* **Exercise goal**
Your answer should consist of the lines in the data below that contain "Some".

* **Records supplied**

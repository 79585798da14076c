//! Schedule parsing and tick computation for `schedule` triggers.
//!
//! Schedules are evaluated by a polling loop rather than in-process timers,
//! so a restart never loses a trigger. Each poll asks "which cron occurrences
//! fell inside `(previous_poll, now]`" and dispatches one tick per occurrence.

use std::str::FromStr;

use chrono::{DateTime, Utc};
use opsflow_types::workflow::WorkflowDefinition;

use super::graph::TRIGGER_NODE;

// ---------------------------------------------------------------------------
// Error type
// ---------------------------------------------------------------------------

#[derive(Debug, thiserror::Error)]
pub enum ScheduleError {
    #[error("invalid schedule: {0}")]
    InvalidSchedule(String),

    #[error("workflow has no schedule configured")]
    Missing,
}

// ---------------------------------------------------------------------------
// Schedule forms
// ---------------------------------------------------------------------------

#[derive(Debug, Clone, Copy, PartialEq, Eq)]
pub enum IntervalUnit {
    Second,
    Minute,
    Hour,
}

/// A trigger node's `schedule` config, parsed.
///
/// Accepted text (case-insensitive for the human forms):
/// `every N seconds|minutes|hours`, `every minute`, `every hour`, `hourly`,
/// `every day`, `daily`, `every day at HH:MM`, or a 5/6-field cron
/// expression.
#[derive(Debug, Clone, PartialEq, Eq)]
pub enum ScheduleSpec {
    /// Cron with a leading seconds field.
    Cron(String),
    Every { count: u32, unit: IntervalUnit },
    DailyAt { hour: u32, minute: u32 },
}

impl FromStr for ScheduleSpec {
    type Err = ScheduleError;

    fn from_str(input: &str) -> Result<Self, Self::Err> {
        let text = input.trim();
        let lower = text.to_ascii_lowercase();

        match lower.as_str() {
            "every minute" | "minutely" => return Ok(Self::every(1, IntervalUnit::Minute)),
            "every hour" | "hourly" => return Ok(Self::every(1, IntervalUnit::Hour)),
            "every day" | "daily" => return Ok(Self::DailyAt { hour: 0, minute: 0 }),
            _ => {}
        }

        if let Some(rest) = lower.strip_prefix("every ") {
            return parse_every(rest)
                .ok_or_else(|| ScheduleError::InvalidSchedule(text.to_string()));
        }

        match text.split_whitespace().count() {
            5 => Ok(Self::Cron(format!("0 {text}"))),
            6 => Ok(Self::Cron(text.to_string())),
            _ => Err(ScheduleError::InvalidSchedule(format!(
                "unrecognized schedule format: '{text}'"
            ))),
        }
    }
}

impl ScheduleSpec {
    fn every(count: u32, unit: IntervalUnit) -> Self {
        Self::Every { count, unit }
    }

    /// Six-field cron expression for this schedule.
    pub fn cron_expression(&self) -> String {
        match self {
            Self::Cron(expr) => expr.clone(),
            Self::Every { count, unit } => {
                let step = if *count == 1 {
                    "*".to_string()
                } else {
                    format!("*/{count}")
                };
                match unit {
                    IntervalUnit::Second => format!("{step} * * * * *"),
                    IntervalUnit::Minute => format!("0 {step} * * * *"),
                    IntervalUnit::Hour => format!("0 0 {step} * * *"),
                }
            }
            Self::DailyAt { hour, minute } => format!("0 {minute} {hour} * * *"),
        }
    }
}

/// `N seconds|minutes|hours` or `day at HH:MM`, after the leading `every `.
fn parse_every(rest: &str) -> Option<ScheduleSpec> {
    if let Some(clock) = rest.strip_prefix("day at ") {
        let (hour, minute) = clock.trim().split_once(':')?;
        let hour = hour.trim().parse::<u32>().ok().filter(|h| *h < 24)?;
        let minute = minute.trim().parse::<u32>().ok().filter(|m| *m < 60)?;
        return Some(ScheduleSpec::DailyAt { hour, minute });
    }

    let mut words = rest.split_whitespace();
    let (Some(count), Some(unit), None) = (words.next(), words.next(), words.next()) else {
        return None;
    };
    let count = count.parse::<u32>().ok().filter(|n| *n > 0)?;
    let unit = match unit.trim_end_matches('s') {
        "second" => IntervalUnit::Second,
        "minute" => IntervalUnit::Minute,
        "hour" => IntervalUnit::Hour,
        _ => return None,
    };
    Some(ScheduleSpec::every(count, unit))
}

/// Parse a schedule (human or cron) into a croner pattern.
pub fn parse_schedule(input: &str) -> Result<croner::Cron, ScheduleError> {
    let expr = input.parse::<ScheduleSpec>()?.cron_expression();
    expr.parse::<croner::Cron>()
        .map_err(|e| ScheduleError::InvalidSchedule(format!("{input}: {e}")))
}

// ---------------------------------------------------------------------------
// Workflow schedule lookup
// ---------------------------------------------------------------------------

/// The schedule string of a workflow: the `schedule` config key of its
/// first `trigger` node.
pub fn schedule_of(def: &WorkflowDefinition) -> Option<(&str, &str)> {
    def.nodes
        .iter()
        .filter(|n| n.node_type == TRIGGER_NODE)
        .find_map(|n| n.config_str("schedule").map(|s| (n.id.as_str(), s)))
}

/// Occurrences of `schedule` strictly after `after` and at or before `until`.
///
/// Bounded so a long outage cannot flood the dispatcher with catch-up ticks.
pub fn due_ticks(
    schedule: &str,
    after: DateTime<Utc>,
    until: DateTime<Utc>,
    max_ticks: usize,
) -> Result<Vec<DateTime<Utc>>, ScheduleError> {
    let cron = parse_schedule(schedule)?;
    let mut ticks = Vec::new();
    for next in cron.iter_after(after) {
        if next > until || ticks.len() >= max_ticks {
            break;
        }
        ticks.push(next);
    }
    Ok(ticks)
}

/// Event id for a schedule tick. Stable across pollers, so two pollers
/// seeing the same tick produce the same idempotency key.
pub fn tick_event_id(workflow_id: &uuid::Uuid, tick: DateTime<Utc>) -> String {
    format!(
        "schedule:{workflow_id}:{}",
        tick.to_rfc3339_opts(chrono::SecondsFormat::Secs, true)
    )
}

// ---------------------------------------------------------------------------
// Tests
// ---------------------------------------------------------------------------

#[cfg(test)]
mod tests {
    use super::*;
    use chrono::TimeZone;

    fn cron_of(text: &str) -> String {
        text.parse::<ScheduleSpec>().unwrap().cron_expression()
    }

    #[test]
    fn human_forms_parse_to_specs() {
        assert_eq!(
            "every 5 minutes".parse::<ScheduleSpec>().unwrap(),
            ScheduleSpec::Every {
                count: 5,
                unit: IntervalUnit::Minute
            }
        );
        assert_eq!(
            "Every Day At 09:30".parse::<ScheduleSpec>().unwrap(),
            ScheduleSpec::DailyAt { hour: 9, minute: 30 }
        );
        assert_eq!(
            "daily".parse::<ScheduleSpec>().unwrap(),
            ScheduleSpec::DailyAt { hour: 0, minute: 0 }
        );
    }

    #[test]
    fn specs_render_as_six_field_cron() {
        assert_eq!(cron_of("every 5 minutes"), "0 */5 * * * *");
        assert_eq!(cron_of("every 30 seconds"), "*/30 * * * * *");
        assert_eq!(cron_of("every 2 hours"), "0 0 */2 * * *");
        assert_eq!(cron_of("every minute"), "0 * * * * *");
        assert_eq!(cron_of("Hourly"), "0 0 * * * *");
        assert_eq!(cron_of("every day at 09:30"), "0 30 9 * * *");
    }

    #[test]
    fn cron_expressions_gain_seconds_field() {
        assert_eq!(cron_of("*/15 * * * *"), "0 */15 * * * *");
        assert_eq!(cron_of("0 0 12 * * MON"), "0 0 12 * * MON");
        assert!(parse_schedule("0 0 12 * * *").is_ok());
    }

    #[test]
    fn rejects_garbage() {
        for text in [
            "whenever",
            "every 0 minutes",
            "every day at 25:00",
            "every day at noon",
            "every 3 fortnights",
            "every 5 minutes please",
        ] {
            assert!(text.parse::<ScheduleSpec>().is_err(), "{text}");
        }
    }

    #[test]
    fn due_ticks_are_half_open_window() {
        let after = Utc.with_ymd_and_hms(2026, 1, 1, 10, 0, 0).unwrap();
        let until = Utc.with_ymd_and_hms(2026, 1, 1, 10, 15, 0).unwrap();
        let ticks = due_ticks("every 5 minutes", after, until, 100).unwrap();
        assert_eq!(
            ticks,
            vec![
                Utc.with_ymd_and_hms(2026, 1, 1, 10, 5, 0).unwrap(),
                Utc.with_ymd_and_hms(2026, 1, 1, 10, 10, 0).unwrap(),
                Utc.with_ymd_and_hms(2026, 1, 1, 10, 15, 0).unwrap(),
            ]
        );
    }

    #[test]
    fn due_ticks_are_capped() {
        let after = Utc.with_ymd_and_hms(2026, 1, 1, 0, 0, 0).unwrap();
        let until = Utc.with_ymd_and_hms(2026, 1, 2, 0, 0, 0).unwrap();
        let ticks = due_ticks("every minute", after, until, 10).unwrap();
        assert_eq!(ticks.len(), 10);
    }

    #[test]
    fn tick_event_id_is_stable() {
        let id = uuid::Uuid::now_v7();
        let tick = Utc.with_ymd_and_hms(2026, 3, 1, 8, 0, 0).unwrap();
        assert_eq!(tick_event_id(&id, tick), tick_event_id(&id, tick));
        assert!(tick_event_id(&id, tick).ends_with("2026-03-01T08:00:00Z"));
    }
}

* **Final answer**
        if let Some(rest) = lower.strip_prefix("every ") {
    if let Some(clock) = rest.strip_prefix("day at ") {
        return Some(ScheduleSpec::DailyAt { hour, minute });
    let (Some(count), Some(unit), None) = (words.next(), words.next(), words.next()) else {
    Some(ScheduleSpec::every(count, unit))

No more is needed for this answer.